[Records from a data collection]
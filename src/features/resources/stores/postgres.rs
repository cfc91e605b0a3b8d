use async_trait::async_trait;
use sqlx::PgPool;
use uuid::Uuid;

use super::{enrichment_fields, ResourceQuery, ResourceStore};
use crate::core::error::{AppError, Result};
use crate::features::resources::models::{EnrichmentWrite, Resource};
use crate::shared::constants::{NOTES_GENERATING, SUMMARY_GENERATING};

const RESOURCE_COLUMNS: &str = r#"
    id, title, description, university, department, semester, subject,
    file_type, tags, file_key, file_url, file_name, content_type, file_size,
    status, content, summary, short_notes, enrichment_status, enrichment_attempt,
    uploader_id, created_at, updated_at, reviewed_at, reviewed_by
"#;

fn db_error(context: &str) -> impl FnOnce(sqlx::Error) -> AppError + '_ {
    move |e| {
        tracing::error!("{}: {:?}", context, e);
        AppError::from(e)
    }
}

pub struct PgResourceStore {
    pool: PgPool,
}

impl PgResourceStore {
    pub fn new(pool: PgPool) -> Self {
        Self { pool }
    }
}

#[async_trait]
impl ResourceStore for PgResourceStore {
    async fn insert(&self, resource: &Resource) -> Result<()> {
        sqlx::query(&format!(
            "INSERT INTO resources ({RESOURCE_COLUMNS}) VALUES \
             ($1, $2, $3, $4, $5, $6, $7, $8, $9, $10, $11, $12, $13, $14, $15, $16, $17, $18, \
              $19, $20, $21, $22, $23, $24, $25)"
        ))
        .bind(resource.id)
        .bind(&resource.title)
        .bind(&resource.description)
        .bind(&resource.university)
        .bind(&resource.department)
        .bind(&resource.semester)
        .bind(&resource.subject)
        .bind(resource.file_type)
        .bind(&resource.tags)
        .bind(&resource.file_key)
        .bind(&resource.file_url)
        .bind(&resource.file_name)
        .bind(&resource.content_type)
        .bind(resource.file_size)
        .bind(resource.status)
        .bind(&resource.content)
        .bind(&resource.summary)
        .bind(&resource.short_notes)
        .bind(resource.enrichment_status)
        .bind(resource.enrichment_attempt)
        .bind(&resource.uploader_id)
        .bind(resource.created_at)
        .bind(resource.updated_at)
        .bind(resource.reviewed_at)
        .bind(&resource.reviewed_by)
        .execute(&self.pool)
        .await
        .map_err(db_error("Failed to insert resource"))?;

        Ok(())
    }

    async fn get(&self, id: Uuid) -> Result<Option<Resource>> {
        sqlx::query_as::<_, Resource>(&format!(
            "SELECT {RESOURCE_COLUMNS} FROM resources WHERE id = $1"
        ))
        .bind(id)
        .fetch_optional(&self.pool)
        .await
        .map_err(db_error("Failed to get resource"))
    }

    async fn list(&self, query: &ResourceQuery) -> Result<Vec<Resource>> {
        sqlx::query_as::<_, Resource>(&format!(
            "SELECT {RESOURCE_COLUMNS} FROM resources \
             WHERE ($1::resource_status IS NULL OR status = $1) \
             AND ($2::text IS NULL OR uploader_id = $2) \
             ORDER BY created_at ASC, id ASC"
        ))
        .bind(query.status)
        .bind(query.uploader_id.as_deref())
        .fetch_all(&self.pool)
        .await
        .map_err(db_error("Failed to list resources"))
    }

    async fn mark_approved(
        &self,
        id: Uuid,
        content: &str,
        reviewer: &str,
    ) -> Result<Option<Resource>> {
        sqlx::query_as::<_, Resource>(&format!(
            "UPDATE resources SET \
                status = 'approved', content = $2, summary = $3, short_notes = $4, \
                enrichment_status = 'generating', enrichment_attempt = enrichment_attempt + 1, \
                reviewed_at = NOW(), reviewed_by = $5, updated_at = NOW() \
             WHERE id = $1 AND status = 'pending' \
             RETURNING {RESOURCE_COLUMNS}"
        ))
        .bind(id)
        .bind(content)
        .bind(SUMMARY_GENERATING)
        .bind(NOTES_GENERATING)
        .bind(reviewer)
        .fetch_optional(&self.pool)
        .await
        .map_err(db_error("Failed to approve resource"))
    }

    async fn mark_rejected(&self, id: Uuid, reviewer: &str) -> Result<Option<Resource>> {
        sqlx::query_as::<_, Resource>(&format!(
            "UPDATE resources SET \
                status = 'rejected', reviewed_at = NOW(), reviewed_by = $2, updated_at = NOW() \
             WHERE id = $1 AND status = 'pending' \
             RETURNING {RESOURCE_COLUMNS}"
        ))
        .bind(id)
        .bind(reviewer)
        .fetch_optional(&self.pool)
        .await
        .map_err(db_error("Failed to reject resource"))
    }

    async fn restart_enrichment(&self, id: Uuid, attempt: i32) -> Result<Option<Resource>> {
        sqlx::query_as::<_, Resource>(&format!(
            "UPDATE resources SET \
                summary = $3, short_notes = $4, enrichment_status = 'generating', \
                enrichment_attempt = enrichment_attempt + 1, updated_at = NOW() \
             WHERE id = $1 AND status = 'approved' AND enrichment_attempt = $2 \
             RETURNING {RESOURCE_COLUMNS}"
        ))
        .bind(id)
        .bind(attempt)
        .bind(SUMMARY_GENERATING)
        .bind(NOTES_GENERATING)
        .fetch_optional(&self.pool)
        .await
        .map_err(db_error("Failed to restart enrichment"))
    }

    async fn write_enrichment(
        &self,
        id: Uuid,
        attempt: i32,
        write: &EnrichmentWrite,
    ) -> Result<bool> {
        let (summary, short_notes, status) = enrichment_fields(write);

        let result = sqlx::query(
            "UPDATE resources SET \
                summary = $3, short_notes = $4, enrichment_status = $5, updated_at = NOW() \
             WHERE id = $1 AND enrichment_attempt = $2",
        )
        .bind(id)
        .bind(attempt)
        .bind(summary)
        .bind(short_notes)
        .bind(status)
        .execute(&self.pool)
        .await
        .map_err(db_error("Failed to write enrichment result"))?;

        Ok(result.rows_affected() == 1)
    }
}
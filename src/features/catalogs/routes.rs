use std::sync::Arc;

use axum::{routing::get, Router};

use crate::features::catalogs::handlers;
use crate::features::catalogs::services::CatalogService;

/// Public catalog routes. Additions live under the admin feature.
pub fn routes(service: Arc<CatalogService>) -> Router {
    Router::new()
        .route("/api/catalogs", get(handlers::get_filters))
        .with_state(service)
}
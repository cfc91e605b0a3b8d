use uuid::Uuid;

/// Work item handed to the enrichment sink after approval
#[derive(Debug, Clone)]
pub struct EnrichmentJob {
    pub resource_id: Uuid,
    /// Attempt token; the write-back only lands if it still matches the record
    pub attempt: i32,
    pub text: String,
}

#[derive(Debug, Clone, Copy, PartialEq, Eq)]
pub enum EnrichmentTaskStatus {
    Queued,
    Running,
    Completed,
    Failed,
    TimedOut,
}

impl EnrichmentTaskStatus {
    pub fn is_in_flight(self) -> bool {
        matches!(self, EnrichmentTaskStatus::Queued | EnrichmentTaskStatus::Running)
    }
}

/// In-flight record of an enrichment job. Dropped once the job settles.
#[derive(Debug, Clone)]
pub struct EnrichmentTask {
    pub resource_id: Uuid,
    pub attempt: i32,
    pub status: EnrichmentTaskStatus,
}

/// Result written back onto the resource
#[derive(Debug, Clone, PartialEq, Eq)]
pub enum EnrichmentWrite {
    Completed { summary: String, short_notes: String },
    Failed,
}

/// Published once a job has settled
#[derive(Debug, Clone)]
pub struct EnrichmentEvent {
    pub resource_id: Uuid,
    pub attempt: i32,
    pub status: EnrichmentTaskStatus,
    /// False when the write-back was discarded as stale or could not be stored
    pub applied: bool,
}
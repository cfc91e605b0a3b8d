//! Chat-completions client for any OpenAI-compatible endpoint.

use serde::{Deserialize, Serialize};
use std::time::Instant;
use tracing::{debug, warn};

use super::error::AiError;
use crate::core::config::LlmConfig;

#[derive(Debug, Serialize)]
struct ChatRequest<'a> {
    model: &'a str,
    messages: [ChatMessage<'a>; 2],
    temperature: f32,
}

#[derive(Debug, Serialize)]
struct ChatMessage<'a> {
    role: &'static str,
    content: &'a str,
}

#[derive(Debug, Deserialize)]
struct ChatResponse {
    choices: Vec<ChatChoice>,
}

#[derive(Debug, Deserialize)]
struct ChatChoice {
    message: ChoiceMessage,
}

#[derive(Debug, Deserialize)]
struct ChoiceMessage {
    #[serde(default)]
    content: Option<String>,
}

#[derive(Clone)]
pub struct ChatClient {
    http_client: reqwest::Client,
    base_url: String,
    api_key: String,
    model: String,
}

impl ChatClient {
    pub fn new(config: &LlmConfig) -> Result<Self, AiError> {
        let http_client = reqwest::Client::builder()
            .timeout(config.request_timeout)
            .build()
            .map_err(|e| AiError::Network(format!("Failed to build HTTP client: {}", e)))?;

        Ok(Self {
            http_client,
            base_url: config.base_url.clone(),
            api_key: config.api_key.clone(),
            model: config.model.clone(),
        })
    }

    /// Sends one system + user exchange and returns the assistant's text
    pub async fn complete(&self, system: &str, user: &str) -> Result<String, AiError> {
        let started = Instant::now();
        let request = ChatRequest {
            model: &self.model,
            messages: [
                ChatMessage {
                    role: "system",
                    content: system,
                },
                ChatMessage {
                    role: "user",
                    content: user,
                },
            ],
            temperature: 0.2,
        };

        let response = self
            .http_client
            .post(format!("{}/chat/completions", self.base_url))
            .bearer_auth(&self.api_key)
            .json(&request)
            .send()
            .await
            .map_err(|e| {
                warn!(error = %e, "Chat completion request failed");
                AiError::Network(e.to_string())
            })?;

        let status = response.status();
        if !status.is_success() {
            let message = response.text().await.unwrap_or_default();
            warn!(status = %status, error = %message, "Chat completion API error");
            return Err(AiError::Api {
                status: status.as_u16(),
                message,
            });
        }

        let body: ChatResponse = response
            .json()
            .await
            .map_err(|e| AiError::Parse(e.to_string()))?;

        let content = body
            .choices
            .into_iter()
            .next()
            .and_then(|choice| choice.message.content)
            .filter(|content| !content.trim().is_empty())
            .ok_or_else(|| AiError::Parse("Completion contained no content".to_string()))?;

        debug!(
            model = %self.model,
            duration_ms = started.elapsed().as_millis() as u64,
            "Chat completion finished"
        );

        Ok(content)
    }
}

Work instruction: Copy out each line from the preceding entries that mentions the word "AppError".

Answer to this task:
use crate::core::error::{AppError, Result};
fn db_error(context: &str) -> impl FnOnce(sqlx::Error) -> AppError + '_ {
        AppError::from(e)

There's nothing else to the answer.